In pseudocode, this might look like:
shared_dh_secret = DH(bob_pk, alice_sk)
parent_secret =
encrypted_parent_secret.decrypt_with(shared_dh_secret)
That parent secret can in turn be used for a Diffie Hellman exchange with the parent’s sibling’s DH public key.
For a member to decrypt the root secret, it must start from its leaf and traverse the tree one parent at a time until it reaches the root. The sequence of nodes from leaf to root is called that leaf’s “path”. At each node in its path, it will derive a shared DH secret with its sibling to decrypt the secret at its parent. Once it’s decrypted the root secret, it’s done.
In the following diagram, the decrypting leaf’s path is marked in green. The siblings used as Diffie Hellman partners along the way are marked in purple:
There are three mutating operations that can be performed on the tree: Update Key (i.e. key rotation), Remove Member, and Add Member. Let’s look at these in more detail.
Every member must periodically update the DH public key at its leaf in order to guarantee post-compromise security. When we update our leaf DH public key, we must then update the secrets for all the nodes on our path, eventually updating the root secret for the entire group.
Before traversing our path, we can derive a sequence of path secrets by applying BLAKE3’s key derivation function to an initial secret once for each node on the path. As we move up each parent on our path, we will encrypt the next derived secret and store it on that parent.
In order to encrypt the secret for a parent, we use Diffie Hellman key exchange as described above.

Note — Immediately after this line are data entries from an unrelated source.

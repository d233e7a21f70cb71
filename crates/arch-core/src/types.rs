use serde::{Deserialize, Serialize};

/// Operand width of a string I/O element.
#[derive(Debug, Clone, Copy, PartialEq, Eq, Serialize, Deserialize)]
pub enum Width {
    W8,
    W16,
    W32,
}

impl Width {
    pub fn bytes(self) -> u32 {
        match self {
            Width::W8 => 1,
            Width::W16 => 2,
            Width::W32 => 4,
        }
    }
}
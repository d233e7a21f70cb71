use bitflags::bitflags;
use serde::{Deserialize, Serialize};

bitflags! {
    #[derive(Copy, Clone, Debug, Default, PartialEq, Eq, Serialize, Deserialize)]
    pub struct Cr0: u32 {
        const PE = 1<<0;   // Protection Enable
        const MP = 1<<1;   // Monitor Coprocessor
        const EM = 1<<2;   // Emulation
        const TS = 1<<3;   // Task Switched
        const ET = 1<<4;   // Extension Type
        const NE = 1<<5;   // Numeric Error
        const WP = 1<<16;  // Write Protect
        const AM = 1<<18;  // Alignment Mask
        const NW = 1<<29;  // Not Write-through
        const CD = 1<<30;  // Cache Disable
        const PG = 1<<31;  // Paging
    }
}

/// CR3 in 32-bit (non-PAE) paging.
#[derive(Debug, Clone, Copy, Default, PartialEq, Eq, Serialize, Deserialize)]
pub struct Cr3(pub u32);

impl Cr3 {
    pub fn from_page_directory(base: u32) -> Self { Self(base & 0xFFFF_F000) }
    pub fn page_directory(self) -> u32 { self.0 & 0xFFFF_F000 }
}

bitflags! {
    #[derive(Copy, Clone, Debug, Default, PartialEq, Eq, Serialize, Deserialize)]
    pub struct Cr4: u32 {
        const VME = 1<<0;
        const PVI = 1<<1;
        const TSD = 1<<2;
        const DE  = 1<<3;
        const PSE = 1<<4;
        const PAE = 1<<5;
        const MCE = 1<<6;
        const PGE = 1<<7;
        const PCE = 1<<8;
        const OSFXSR = 1<<9;
        const OSXMMEXCPT = 1<<10;
        const UMIP = 1<<11;
        const VMXE = 1<<13;
        const SMXE = 1<<14;
        const FSGSBASE = 1<<16;
        const PCIDE = 1<<17;
        const OSXSAVE = 1<<18;
        const SMEP = 1<<20;
        const SMAP = 1<<21;
        const PKE = 1<<22;
    }
}
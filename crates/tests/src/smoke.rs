use arch_core::env::ArchState;
use harness::{HarnessConfig, Registry, Runner};
use sim::{SimConfig, SimMachine};

#[test]
fn workspace_smoke_builtin_suite() {
    let mut machine = SimMachine::boot(&SimConfig::default()).unwrap();
    let registry = Registry::builtin().unwrap();
    let suite = Runner::new(&mut machine, &HarnessConfig::default()).unwrap().run_all(&registry, None).unwrap();
    assert_eq!(suite.cases.len(), registry.len());
    assert_eq!(suite.failures(), 0);
    assert!(!machine.paging_enabled());
    assert!(machine.faults().is_empty());
}
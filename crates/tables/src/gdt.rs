use arch_core::memory::Memory;
use arch_core::segments::{DescriptorTableReg, SegmentDescriptor, SegmentSelector, DESCRIPTOR_SIZE};

use crate::TableError;

/// Slots in a case GDT: the default environment plus room for test descriptors.
pub const GDT_CAPACITY: usize = 10;

/// Slots owned by the default environment (null, ring-0 code/data, ring-3
/// code/data, TSS). Everything above belongs to the test.
pub const DEFAULT_GDT_ENTRIES: usize = 6;

pub const KERNEL_CODE_INDEX: u16 = 1;
pub const KERNEL_DATA_INDEX: u16 = 2;
pub const USER_CODE_INDEX: u16 = 3;
pub const USER_DATA_INDEX: u16 = 4;
pub const TSS_INDEX: u16 = 5;

/// Ring-0 GDT selector for `index`.
pub const fn kernel_selector(index: u16) -> SegmentSelector { SegmentSelector::gdt(index, 0) }

/// Descriptor table of `N` slots whose first `reserved` slots are only
/// writable through [`DescriptorTable::set_system`].
#[derive(Debug, Clone)]
pub struct DescriptorTable<const N: usize> {
    base: u32,
    reserved: usize,
    len: usize,
    slots: [SegmentDescriptor; N],
}

pub type GlobalDescriptorTable = DescriptorTable<GDT_CAPACITY>;

impl<const N: usize> DescriptorTable<N> {
    pub fn new(base: u32, reserved: usize) -> Result<Self, TableError> {
        if base % DESCRIPTOR_SIZE != 0 { return Err(TableError::Misaligned(base)); }
        if reserved > N { return Err(TableError::OutOfRange { index: reserved, capacity: N }); }
        Ok(Self { base, reserved, len: 1, slots: [SegmentDescriptor::NULL; N] })
    }

    pub fn base(&self) -> u32 { self.base }
    pub fn len(&self) -> usize { self.len }
    pub fn is_empty(&self) -> bool { self.len == 0 }
    pub fn capacity(&self) -> usize { N }

    /// Writes a slot in the reserved range.
    pub fn set_system(&mut self, index: u16, desc: SegmentDescriptor) -> Result<(), TableError> {
        let i = index as usize;
        if i >= self.reserved {
            return Err(TableError::OutOfRange { index: i, capacity: self.reserved });
        }
        self.slots[i] = desc;
        self.len = self.len.max(i + 1);
        Ok(())
    }

    /// Places `desc` in the first slot past both the reserved range and the
    /// current end of the table, returning its index.
    pub fn append(&mut self, desc: SegmentDescriptor) -> Result<u16, TableError> {
        let i = self.len.max(self.reserved);
        if i >= N { return Err(TableError::Full(N)); }
        self.slots[i] = desc;
        self.len = i + 1;
        Ok(i as u16)
    }

    pub fn get(&self, index: u16) -> Option<&SegmentDescriptor> {
        let i = index as usize;
        if i < self.len { self.slots.get(i) } else { None }
    }

    /// GDTR value covering the slots in use.
    pub fn register(&self) -> DescriptorTableReg { DescriptorTableReg::for_entries(self.base, self.len) }

    pub fn commit(&self, mem: &mut dyn Memory) -> Result<(), TableError> {
        for (i, desc) in self.slots[..self.len].iter().enumerate() {
            mem.write(self.base as u64 + i as u64 * DESCRIPTOR_SIZE as u64, &desc.encode())?;
        }
        log::debug!("gdt committed at {:#x}, {} entries", self.base, self.len);
        Ok(())
    }

    /// Writes only slot `index`, leaving bits the processor set in other
    /// slots (a busy TSS) alone.
    pub fn commit_entry(&self, mem: &mut dyn Memory, index: u16) -> Result<(), TableError> {
        let desc = self.get(index).ok_or(TableError::OutOfRange { index: index as usize, capacity: self.len })?;
        mem.write(self.base as u64 + index as u64 * DESCRIPTOR_SIZE as u64, &desc.encode())?;
        Ok(())
    }
}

We then derive a new Diffie Hellman public key from the secret for the parent, and store both that new DH public key and the corresponding encrypted secret at the parent.
In pseudocode:
parent_secret = derived_secrets[next_idx]
shared_dh_secret = DH(child_sibling_pk, child_sk)
encrypted_parent_secret =
parent_secret.encrypt_with(shared_dh_secret)
parent_pk = DH_pk_from(parent_secret)
parent_node.insert(parent_pk, encrypted_parent_secret)
Later on, when the sibling wants to decrypt that parent secret, it can do Diffie Hellman the other way, using the encrypter node’s DH public key with the sibling node’s secret to derive the same shared DH secret that was used to encrypt the parent.
shared_dh_secret = DH(encrypter_pk, sibling_sk)
encrypted_parent_secret = parent_node.encrypted_secret
parent_secret =
encrypted_parent_secret.decrypt_with(shared_dh_secret)
In order to explain membership changes, we must introduce the concept of “blanking” a node. Blanking a node means that we remove all key and secret information from that node. If the root node is blank, then the tree does not currently hold a shared group key. Some nodes are blanked after membership change operations, and all leaves beyond the last member leaf on the right are blank.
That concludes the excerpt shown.